Inset, left to right: Yusef Salaam, Antron McCray, Korey Wise, Kevin Richardson, Raymond Santana appear on CBS Sunday Morning, May 12, 2019 (CBS Sunday Morning). Background: Donald Trump speaks at the annual Road to Majority conference in Washington, DC, June 22, 2024. (Allison Bailey/NurPhoto via AP)
A federal judge in Pennsylvania refused to grant President Donald Trump’s request to toss out a defamation lawsuit filed against him by members of the Central Park Five, including false claims that the exonerated men formally pleaded guilty to attacking a raping the victim and were responsible for killing someone.
U.S. District Judge Wendy Beetlestone of the Eastern District of Pennsylvania denied Trump’s motion to dismiss the suit, reasoning that the plaintiffs had presented sufficient evidence to pursue their claims while rejecting the president’s assertions that the statements he made were non-defamatory matters of opinion which were nonetheless substantially true in nature
The wrongly-accused quintet sued Trump for allegedly false statements he made during last year’s presidential debate with Kamala Harris in which he said the plaintiffs “pled guilty” to the horrific attack and “ultimately killed a person.” Antron McCray, Korey Wise, Kevin Richardson, and Raymond Santana gave police coerced confessions, but never pleaded guilty.
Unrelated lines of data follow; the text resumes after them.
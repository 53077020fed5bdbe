//! Error types for the library layer.

use std::fmt;

/// Errors produced by the library layer, wrapping upstream API errors
/// and adding serialization and input validation failures.
#[derive(Debug)]
pub enum CodeLearnError {
    /// An error from the underlying API client.
    Api(codelearn_api::Error),
    /// JSON serialization or deserialization failed.
    Serialization(serde_json::Error),
    /// User-provided input failed validation.
    InvalidInput(String),
}

impl CodeLearnError {
    /// Text shown inline in a list view when a fetch fails.
    ///
    /// Application failures use the server's message when it has one;
    /// transport failures get a fixed message; everything else falls back
    /// to the list's own `fallback` text.
    pub fn user_message(&self, fallback: &str) -> String {
        match self {
            Self::Api(e) => match e {
                codelearn_api::Error::Application { .. } => e
                    .server_message()
                    .map(str::to_string)
                    .unwrap_or_else(|| fallback.to_string()),
                codelearn_api::Error::Unauthorized => {
                    "Your session has expired. Please sign in again.".to_string()
                }
                codelearn_api::Error::RequestFailed | codelearn_api::Error::HttpStatus { .. } => {
                    "Could not load data.".to_string()
                }
                codelearn_api::Error::MissingData => fallback.to_string(),
            },
            Self::InvalidInput(msg) => msg.clone(),
            Self::Serialization(_) => fallback.to_string(),
        }
    }
}

impl fmt::Display for CodeLearnError {
    fn fmt(&self, f: &mut fmt::Formatter<'_>) -> fmt::Result {
        match self {
            Self::Api(e) => write!(f, "API error: {}", e),
            Self::Serialization(e) => write!(f, "Serialization error: {}", e),
            Self::InvalidInput(msg) => write!(f, "Invalid input: {}", msg),
        }
    }
}

impl std::error::Error for CodeLearnError {
    fn source(&self) -> Option<&(dyn std::error::Error + 'static)> {
        match self {
            Self::Api(e) => Some(e),
            Self::Serialization(e) => Some(e),
            _ => None,
        }
    }
}

impl From<codelearn_api::Error> for CodeLearnError {
    fn from(e: codelearn_api::Error) -> Self {
        Self::Api(e)
    }
}

impl From<serde_json::Error> for CodeLearnError {
    fn from(e: serde_json::Error) -> Self {
        Self::Serialization(e)
    }
}
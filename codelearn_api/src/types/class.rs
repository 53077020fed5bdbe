use serde::{Deserialize, Serialize};

use super::UserSummary;

/// Numeric identifier for a class.
pub type ClassID = i64;

/// A class (cohort) that students join with an invite code.
#[derive(Serialize, Deserialize, Debug, Clone)]
#[serde(rename_all = "camelCase")]
pub struct ClassRoom {
    pub id: ClassID,
    pub title: String,
    /// Invite code used to join the class.
    #[serde(default)]
    pub code: String,
    #[serde(default)]
    pub description: String,
    pub owner: Option<UserSummary>,
    #[serde(default)]
    pub created_at: String,
    #[serde(default)]
    pub enrollments: Vec<serde_json::Value>,
    #[serde(default)]
    pub courses: Vec<CourseRef>,
}

/// The short course listing embedded in a class.
#[derive(Serialize, Deserialize, Debug, Clone)]
pub struct CourseRef {
    pub id: i64,
    pub title: String,
    #[serde(default)]
    pub slug: String,
    #[serde(default)]
    pub description: String,
}
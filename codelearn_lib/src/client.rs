//! Caching and retrying wrapper around the API client.

use codelearn_api::types::{ClassRoom, Contest, Course, PageData, Problem, UserProfile};
use codelearn_api::{ClassQuery, Client, ContestQuery, CourseQuery, ProblemQuery, Query, Session};
use serde::{de::DeserializeOwned, Serialize};

use crate::cache::MemoryCache;
use crate::config::{ClientConfig, RetryConfig};
use crate::error::CodeLearnError;

/// API client wrapper that adds an in-memory page cache and bounded retry.
///
/// Pages are cached under their full request URL, so two list views asking
/// for the same page and filter share one entry. The signed-in user's
/// joined classes are never cached.
pub struct CachedClient {
    inner: Client,
    cache: MemoryCache,
    retry: RetryConfig,
}

impl CachedClient {
    pub fn new(inner: Client, cache: MemoryCache, retry: RetryConfig) -> Self {
        Self {
            inner,
            cache,
            retry,
        }
    }

    /// Builds the client described by `config`, seeding the session with
    /// its token if one is set.
    pub fn from_config(config: &ClientConfig) -> Result<Self, CodeLearnError> {
        let inner = match &config.api_url {
            Some(url) => Client::with_base_url(url)?,
            None => Client::new()?,
        };
        if let Some(token) = &config.token {
            inner.session().set_token(token.clone());
        }
        Ok(Self::new(
            inner,
            MemoryCache::new(config.cache_ttl),
            config.retry,
        ))
    }

    /// Creates a cached client with a custom base URL and no retries. Used for testing.
    pub fn with_base_url(base_url: &str, cache: MemoryCache) -> Result<Self, CodeLearnError> {
        Ok(Self::new(
            Client::with_base_url(base_url)?,
            cache,
            RetryConfig::default(),
        ))
    }

    pub fn session(&self) -> &Session {
        self.inner.session()
    }

    pub fn inner(&self) -> &Client {
        &self.inner
    }

    async fn with_retry<T, F, Fut>(&self, label: &str, mut f: F) -> Result<T, CodeLearnError>
    where
        F: FnMut() -> Fut,
        Fut: std::future::Future<Output = Result<T, CodeLearnError>>,
    {
        let mut attempt = 0usize;
        loop {
            match f().await {
                Ok(value) => return Ok(value),
                Err(err) => {
                    attempt += 1;
                    if attempt > self.retry.max_retries || !is_retryable(&err) {
                        return Err(err);
                    }
                    let delay = self.retry.delay_for_attempt(attempt);
                    tracing::warn!(
                        "{} request failed (attempt {}/{}), retrying in {:.1}s",
                        label,
                        attempt,
                        self.retry.max_retries,
                        delay.as_secs_f64()
                    );
                    tokio::time::sleep(delay).await;
                }
            }
        }
    }

    async fn fetch_page<T, Q>(&self, label: &str, query: &Q) -> Result<PageData<T>, CodeLearnError>
    where
        T: DeserializeOwned + Serialize,
        Q: Query,
    {
        self.with_retry(label, || async { Ok(self.inner.get_page::<T, Q>(query).await?) })
            .await
    }

    async fn get_page_cached<T, Q>(
        &self,
        label: &str,
        query: &Q,
    ) -> Result<PageData<T>, CodeLearnError>
    where
        T: DeserializeOwned + Serialize,
        Q: Query,
    {
        let cache_key = self.inner.page_url(query)?.to_string();

        if let Some(cached) = self.cache.get(&cache_key) {
            tracing::debug!("{} served from cache: {}", label, cache_key);
            let page: PageData<T> = serde_json::from_str(&cached)?;
            return Ok(page);
        }

        let page = self.fetch_page(label, query).await?;
        if let Ok(json) = serde_json::to_string(&page) {
            self.cache.set(cache_key, json);
        }
        Ok(page)
    }

    /// Fetches courses, returning cached results when available.
    pub async fn get_courses(&self, query: &CourseQuery) -> Result<PageData<Course>, CodeLearnError> {
        self.get_page_cached("courses", query).await
    }

    /// Fetches contests, returning cached results when available.
    pub async fn get_contests(
        &self,
        query: &ContestQuery,
    ) -> Result<PageData<Contest>, CodeLearnError> {
        self.get_page_cached("contests", query).await
    }

    /// Fetches practice problems, returning cached results when available.
    pub async fn get_problems(
        &self,
        query: &ProblemQuery,
    ) -> Result<PageData<Problem>, CodeLearnError> {
        self.get_page_cached("problems", query).await
    }

    /// Fetches classes. Joined-class pages depend on the session and always
    /// go to the server.
    pub async fn get_classes(
        &self,
        query: &ClassQuery,
    ) -> Result<PageData<ClassRoom>, CodeLearnError> {
        if query.joined {
            return self.fetch_page("joined classes", query).await;
        }
        self.get_page_cached("classes", query).await
    }

    pub async fn get_my_info(&self) -> Result<UserProfile, CodeLearnError> {
        self.with_retry("my-info", || async { Ok(self.inner.get_my_info().await?) })
            .await
    }

    /// Signs in and stores the token in the shared session.
    pub async fn login(&self, username: &str, password: &str) -> Result<String, CodeLearnError> {
        Ok(self.inner.login(username, password).await?)
    }

    /// Signs out. The local token is gone afterwards whatever the server says.
    pub async fn logout(&self) -> Result<(), CodeLearnError> {
        Ok(self.inner.logout().await?)
    }

    /// Removes all entries from the cache.
    pub fn clear_cache(&self) {
        self.cache.clear();
    }
}

fn is_retryable(err: &CodeLearnError) -> bool {
    match err {
        CodeLearnError::Api(api_err) => match api_err {
            codelearn_api::Error::RequestFailed => true,
            codelearn_api::Error::HttpStatus { status, .. } => *status == 429 || *status >= 500,
            codelearn_api::Error::Unauthorized
            | codelearn_api::Error::Application { .. }
            | codelearn_api::Error::MissingData => false,
        },
        _ => false,
    }
}
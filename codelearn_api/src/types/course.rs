//! Course catalog types returned by the `/course` endpoints.

use serde::{Deserialize, Serialize};

use super::{Problem, UserSummary};

/// Numeric identifier for a course.
pub type CourseID = i64;

/// A course with its modules, as returned by `/course/get-all` and `/course/search`.
#[derive(Serialize, Deserialize, Debug, Clone)]
#[serde(rename_all = "camelCase")]
pub struct Course {
    pub id: CourseID,
    pub thumbnail_url: Option<String>,
    pub title: String,
    #[serde(default)]
    pub slug: String,
    #[serde(default)]
    pub description: String,
    /// The instructor who owns the course. Missing for some legacy records.
    pub owner: Option<UserSummary>,
    pub is_public: Option<bool>,
    #[serde(default)]
    pub created_at: String,
    #[serde(default)]
    pub updated_at: String,
    #[serde(default)]
    pub modules: Vec<Module>,
}

/// An ordered chapter of a course.
#[derive(Serialize, Deserialize, Debug, Clone)]
#[serde(rename_all = "camelCase")]
pub struct Module {
    pub id: i64,
    pub title: String,
    pub position: i64,
    #[serde(default)]
    pub created_at: String,
    #[serde(default)]
    pub lessons: Vec<Lesson>,
    #[serde(default)]
    pub problems: Vec<Problem>,
}

#[derive(Serialize, Deserialize, Debug, Clone)]
#[serde(rename_all = "camelCase")]
pub struct Lesson {
    pub id: i64,
    pub title: String,
    #[serde(default)]
    pub content: String,
    pub position: i64,
    #[serde(default)]
    pub created_at: String,
    #[serde(default)]
    pub updated_at: String,
}
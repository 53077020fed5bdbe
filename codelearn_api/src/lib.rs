mod client;
mod errors;
mod query;
mod session;
pub mod types;
pub use self::client::Client;
pub use self::errors::Error;
pub use self::query::{
    ClassQuery, ContestQuery, CourseQuery, ProblemQuery, Query, QueryCommon,
};
pub use self::session::Session;
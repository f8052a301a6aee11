use app::notices::{NoticeLevel, Notices};
use app::resolver::{navigate, Action};
use app::store::{keys, MemoryStore, SessionStore};
use pretty_assertions::assert_eq;
use shared_types::{FeatureKey, Role};

use crate::common::logged_in_store;

#[test]
fn unauthenticated_click_records_destination_and_goes_to_login() {
    let mut store = MemoryStore::new();
    let notices = Notices::new();

    let action = navigate(&mut store, &notices, "/leave", FeatureKey::Leave);

    assert_eq!(action, Action::RedirectToLogin);
    assert_eq!(store.get(keys::REDIRECT_PATH), Some("/leave".to_string()));
    assert_eq!(store.get(keys::REQUIRED_FEATURE), Some("leave".to_string()));
}

#[test]
fn unauthenticated_click_never_reaches_the_permission_check() {
    // Even a feature no role could ever hold resolves to the login redirect,
    // not a denial: the auth check comes first.
    let mut store = MemoryStore::new();
    let notices = Notices::new();

    let action = navigate(&mut store, &notices, "/nowhere", FeatureKey::Unknown);

    assert_eq!(action, Action::RedirectToLogin);
    assert!(notices.is_empty(), "no denial notice on the login path");
}

#[test]
fn hr_reaches_payroll_company_details() {
    let mut store = logged_in_store(Role::Hr);
    let notices = Notices::new();

    let action = navigate(&mut store, &notices, "/companydetails", FeatureKey::Payroll);

    assert_eq!(action, Action::RedirectTo("/companydetails".to_string()));
    assert!(notices.is_empty());
}

#[test]
fn employee_denied_hr_recruitment_stays_on_page() {
    let mut store = logged_in_store(Role::Employee);
    let notices = Notices::new();

    let action = navigate(
        &mut store,
        &notices,
        "/recruitment/manage",
        FeatureKey::Recruitment,
    );

    assert_eq!(action, Action::NoOp);
    let drained = notices.drain();
    assert_eq!(drained.len(), 1);
    assert_eq!(drained[0].level, NoticeLevel::Error);
    // Still authenticated; no redirect state was written.
    assert!(store.get(keys::TOKEN).is_some());
    assert_eq!(store.get(keys::REDIRECT_PATH), None);
}

#[test]
fn a_denial_is_terminal_for_the_attempt() {
    let mut store = logged_in_store(Role::Employee);
    let notices = Notices::new();

    let first = navigate(&mut store, &notices, "/payroll", FeatureKey::Payroll);
    let second = navigate(&mut store, &notices, "/payroll", FeatureKey::Payroll);

    // No retry machinery: each attempt independently re-evaluates and each
    // denial surfaces its own notice.
    assert_eq!(first, Action::NoOp);
    assert_eq!(second, Action::NoOp);
    assert_eq!(notices.drain().len(), 2);
}

#[test]
fn unknown_feature_key_is_denied_for_every_role() {
    for role in Role::KNOWN {
        let mut store = logged_in_store(role);
        let notices = Notices::new();
        let action = navigate(&mut store, &notices, "/mystery", FeatureKey::Unknown);
        assert_eq!(action, Action::NoOp, "{:?}", role);
    }
}

#[test]
fn role_changes_are_picked_up_on_the_next_attempt() {
    let mut store = logged_in_store(Role::Employee);
    let notices = Notices::new();

    assert_eq!(
        navigate(&mut store, &notices, "/payroll", FeatureKey::Payroll),
        Action::NoOp
    );

    // Session role rewritten elsewhere (e.g. re-login as HR): nothing is
    // cached between attempts.
    store.set(keys::ROLE, Role::Hr.as_str());
    assert_eq!(
        navigate(&mut store, &notices, "/payroll", FeatureKey::Payroll),
        Action::RedirectTo("/payroll".to_string())
    );
}
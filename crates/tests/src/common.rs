use app::auth::Claims;
use app::store::{keys, MemoryStore, SessionStore};
use chrono::{Duration, Utc};
use jsonwebtoken::{encode, EncodingKey, Header};
use shared_types::Role;

/// Signing key for fixture tokens. The client-side decoder never verifies
/// signatures, so the value is arbitrary.
const TEST_SECRET: &[u8] = b"fixture-secret";

/// Mint a token carrying `role` that expires an hour from now.
pub fn mint_token(role: &str) -> String {
    mint_token_with_exp(role, (Utc::now() + Duration::hours(1)).timestamp())
}

/// Mint a token carrying `role` with an explicit expiry timestamp.
pub fn mint_token_with_exp(role: &str, exp: i64) -> String {
    let claims = Claims {
        sub: 1,
        role: role.to_string(),
        exp,
        iat: Utc::now().timestamp(),
    };
    encode(
        &Header::default(),
        &claims,
        &EncodingKey::from_secret(TEST_SECRET),
    )
    .expect("fixture token")
}

/// Mint a token whose payload has no role claim at all.
pub fn mint_token_without_role() -> String {
    #[derive(serde::Serialize)]
    struct RoleLess {
        sub: i64,
        exp: i64,
    }
    encode(
        &Header::default(),
        &RoleLess {
            sub: 1,
            exp: (Utc::now() + Duration::hours(1)).timestamp(),
        },
        &EncodingKey::from_secret(TEST_SECRET),
    )
    .expect("fixture token")
}

/// A store seeded the way the login flow leaves it: token plus the
/// lower-cased role mirror.
pub fn logged_in_store(role: Role) -> MemoryStore {
    let mut store = MemoryStore::new();
    store.set(keys::TOKEN, &mint_token(role.as_str()));
    store.set(keys::ROLE, role.as_str());
    store
}
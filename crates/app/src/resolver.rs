use shared_types::{AccessError, FeatureKey, RoutesConfig};

use crate::notices::Notices;
use crate::permissions::is_feature_allowed;
use crate::store::{keys, read_session, SessionStore};

/// Outcome of a navigation attempt.
///
/// A denial is terminal for the attempt; there are no retries. The user
/// re-initiates if they want to try again.
#[derive(Debug, Clone, PartialEq, Eq)]
pub enum Action {
    /// Unauthenticated: go to login; the intended destination was persisted.
    RedirectToLogin,
    /// Allowed: route to the target path.
    RedirectTo(String),
    /// Denied: stay on the current view. A notice was pushed.
    NoOp,
}

impl Action {
    /// Resolve the concrete path for this action, if it navigates anywhere.
    pub fn target_path(&self, routes: &RoutesConfig) -> Option<String> {
        match self {
            Action::RedirectToLogin => Some(routes.login.clone()),
            Action::RedirectTo(path) => Some(path.clone()),
            Action::NoOp => None,
        }
    }
}

/// Arbitrate a click-through navigation to `path`, gated by `feature`.
///
/// Unauthenticated attempts never reach the permission check: the intended
/// destination is recorded under `redirectPath`/`requiredFeature` for the
/// login flow to resume, and that is the only arm that mutates the store.
/// No network I/O anywhere.
pub fn navigate<S: SessionStore>(
    store: &mut S,
    notices: &Notices,
    path: &str,
    feature: FeatureKey,
) -> Action {
    let session = read_session(store);

    if !session.is_authenticated() {
        store.set(keys::REDIRECT_PATH, path);
        store.set(keys::REQUIRED_FEATURE, feature.as_str());
        let reason = AccessError::Unauthenticated;
        tracing::debug!(%reason, path, "redirecting to login");
        return Action::RedirectToLogin;
    }

    let role = session.effective_role();
    if is_feature_allowed(role, feature) {
        tracing::debug!(path, role = role.as_str(), "navigation allowed");
        Action::RedirectTo(path.to_string())
    } else {
        let denial = AccessError::unauthorized_feature(role, feature);
        tracing::warn!(%denial, path, "navigation denied");
        notices.error(denial.user_message());
        Action::NoOp
    }
}
use std::collections::HashMap;

use shared_types::{FeatureKey, PendingRedirect, Role, Session};

/// Storage keys shared with the externally-owned login flow.
///
/// The login flow writes `token` and `role` on success and consumes
/// `redirectPath`/`requiredFeature` to resume an interrupted navigation.
pub mod keys {
    pub const TOKEN: &str = "token";
    pub const ROLE: &str = "role";
    pub const NOTIFICATIONS: &str = "notifications";
    pub const REDIRECT_PATH: &str = "redirectPath";
    pub const REQUIRED_FEATURE: &str = "requiredFeature";
}

/// Client-local persisted state, injected so the resolver and guard depend on
/// an interface rather than ambient globals. Tests run against [`MemoryStore`];
/// the embedding shell supplies whatever its platform persists to.
pub trait SessionStore {
    fn get(&self, key: &str) -> Option<String>;
    fn set(&mut self, key: &str, value: &str);
    fn remove(&mut self, key: &str);
    fn clear(&mut self);
}

/// In-memory store used by tests and ephemeral embeddings.
#[derive(Debug, Clone, Default)]
pub struct MemoryStore {
    values: HashMap<String, String>,
}

impl MemoryStore {
    pub fn new() -> Self {
        Self::default()
    }
}

impl SessionStore for MemoryStore {
    fn get(&self, key: &str) -> Option<String> {
        self.values.get(key).cloned()
    }

    fn set(&mut self, key: &str, value: &str) {
        self.values.insert(key.to_string(), value.to_string());
    }

    fn remove(&mut self, key: &str) {
        self.values.remove(key);
    }

    fn clear(&mut self) {
        self.values.clear();
    }
}

/// Assemble a [`Session`] snapshot from the store.
///
/// Recomputed on every call so it always reflects the latest persisted state;
/// nothing is cached across reads.
pub fn read_session<S: SessionStore>(store: &S) -> Session {
    let token = store.get(keys::TOKEN);
    let role = store
        .get(keys::ROLE)
        .map(|raw| Role::from_str_or_default(&raw));
    let pending_redirect = store.get(keys::REDIRECT_PATH).map(|path| PendingRedirect {
        path,
        feature: store
            .get(keys::REQUIRED_FEATURE)
            .map(|raw| FeatureKey::from_str_or_default(&raw))
            .unwrap_or_default(),
    });

    Session {
        token,
        role,
        pending_redirect,
    }
}
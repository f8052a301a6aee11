use shared_types::FeatureKey::{self, *};
use shared_types::Role;

/// The features each role is granted. Static, loaded once per session, never
/// user-editable at runtime. This table is the authoritative gate at
/// navigation time; per-entry `allowed_roles` only shapes the menu.
pub fn allowed_features(role: Role) -> &'static [FeatureKey] {
    match role {
        Role::Hr => &[
            Leave,
            Payroll,
            Recruitment,
            Training,
            Attendance,
            Performance,
            EmployeeManagement,
            EmployeeRequest,
            PropertyLoss,
        ],
        Role::Manager => &[
            Leave,
            Training,
            Attendance,
            Performance,
            EmployeeManagement,
            EmployeeRequest,
            PropertyLoss,
        ],
        Role::Employee => &[
            Leave,
            Training,
            Attendance,
            Performance,
            EmployeeRequest,
            PropertyLoss,
        ],
        Role::Unknown => &[],
    }
}

/// Membership test against the table. Returns `false` — never errors — for
/// unknown roles and unknown feature keys: absence of a mapping is "not
/// allowed", not "allowed".
pub fn is_feature_allowed(role: Role, feature: FeatureKey) -> bool {
    allowed_features(role).contains(&feature)
}
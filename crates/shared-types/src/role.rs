use serde::{Deserialize, Serialize};

/// Portal user role driving authorization decisions.
///
/// - `Hr` — human resources staff. Full access to every portal area.
/// - `Manager` — team lead. Sees their team's attendance, training,
///   performance, and the employee directory.
/// - `Employee` — regular staff member. Self-service screens only.
/// - `Unknown` — unauthenticated or unrecognized role string. Grants nothing.
#[derive(Debug, Clone, Copy, Serialize, Deserialize, PartialEq, Eq, Hash, Default)]
pub enum Role {
    #[default]
    Unknown,
    Employee,
    Manager,
    Hr,
}

impl Role {
    /// Parse the role string persisted at login. Unknown values normalize to
    /// `Unknown` rather than flowing through comparisons as raw strings.
    pub fn from_str_or_default(s: &str) -> Self {
        match s.to_lowercase().as_str() {
            "hr" => Role::Hr,
            "manager" => Role::Manager,
            "employee" => Role::Employee,
            _ => Role::Unknown,
        }
    }

    /// Lowercase string for client-local storage / JWT claims.
    pub fn as_str(&self) -> &'static str {
        match self {
            Role::Hr => "hr",
            Role::Manager => "manager",
            Role::Employee => "employee",
            Role::Unknown => "unknown",
        }
    }

    /// All roles a real user can hold. `Unknown` is excluded on purpose.
    pub const KNOWN: [Role; 3] = [Role::Employee, Role::Manager, Role::Hr];
}
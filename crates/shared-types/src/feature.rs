use serde::{Deserialize, Serialize};

/// Feature key grouping a set of navigation destinations under one
/// authorization check. The camelCase tags match what the login flow
/// persists in client-local storage.
#[derive(Debug, Clone, Copy, Serialize, Deserialize, PartialEq, Eq, Hash, Default)]
pub enum FeatureKey {
    #[default]
    Unknown,
    Leave,
    Payroll,
    Recruitment,
    Training,
    Attendance,
    Performance,
    EmployeeManagement,
    EmployeeRequest,
    PropertyLoss,
}

impl FeatureKey {
    /// Parse a feature tag. Unknown tags normalize to `Unknown`, which no
    /// role is ever granted.
    pub fn from_str_or_default(s: &str) -> Self {
        match s {
            "leave" => FeatureKey::Leave,
            "payroll" => FeatureKey::Payroll,
            "recruitment" => FeatureKey::Recruitment,
            "training" => FeatureKey::Training,
            "attendance" => FeatureKey::Attendance,
            "performance" => FeatureKey::Performance,
            "employeeManagement" => FeatureKey::EmployeeManagement,
            "employeeRequest" => FeatureKey::EmployeeRequest,
            "propertyLoss" => FeatureKey::PropertyLoss,
            _ => FeatureKey::Unknown,
        }
    }

    /// The camelCase tag persisted in client-local storage.
    pub fn as_str(&self) -> &'static str {
        match self {
            FeatureKey::Leave => "leave",
            FeatureKey::Payroll => "payroll",
            FeatureKey::Recruitment => "recruitment",
            FeatureKey::Training => "training",
            FeatureKey::Attendance => "attendance",
            FeatureKey::Performance => "performance",
            FeatureKey::EmployeeManagement => "employeeManagement",
            FeatureKey::EmployeeRequest => "employeeRequest",
            FeatureKey::PropertyLoss => "propertyLoss",
            FeatureKey::Unknown => "unknown",
        }
    }
}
Yusef Salaam did not confess or plead guilty, nor did the victim of the attack die.
According to Beetlestone, the plaintiffs’ interpretation of Trump’s comments asserted three key propositions: That the Central Park Five pleaded guilty, that they “badly hurt” someone, and that they “killed someone.”
“Construing Defendant’s comments as a whole, and in the light most favorable to Plaintiffs, as a court must at this stage, such a reading is reasonable,” Beetlestone, a Barack Obama appointee, wrote in the 20-page order. “And, Defendant’s assertions — that Plaintiffs pleaded guilty and that Plaintiffs killed someone — can be ‘objectively determined’ to be false, so Defendant’s statement must be construed as one of fact, not opinion. In fact, none of them pleaded guilty and none of them were charged with killing anyone.”
The judge also refused to heed Trump’s claim that his comments were the kind of “rhetorical hyperbole” that people expect to hear at political debates, supporting her analysis with citations to two cases closely associated to the president.
“‘The fact that statements were made in a political context does not indiscriminately immunize every state contained therein’ and does not shield ‘provably false statements’ from liability,” she wrote, quoting from an opinion in Dominion Voting System’s lawsuit against former Trump attorney Sidney Powell.
Beetlestone further buttressed her point by citing to a ruling in the defamation case former Massey Energy CEO Don Blankenship filed against Donald Trump Jr., where the court rejected the argument that Trump Jr. falsely calling Blankenship “a felon” was mere “colorful rhetoric” and “hyperbolic language.”
The court did dismiss without prejudice the plaintiffs’ claim for intentional infliction of emotional distress because they failed to allege that they suffered physical harm as a result of Trump’s comments. However, she granted them leave to amend the complaint if they so choose.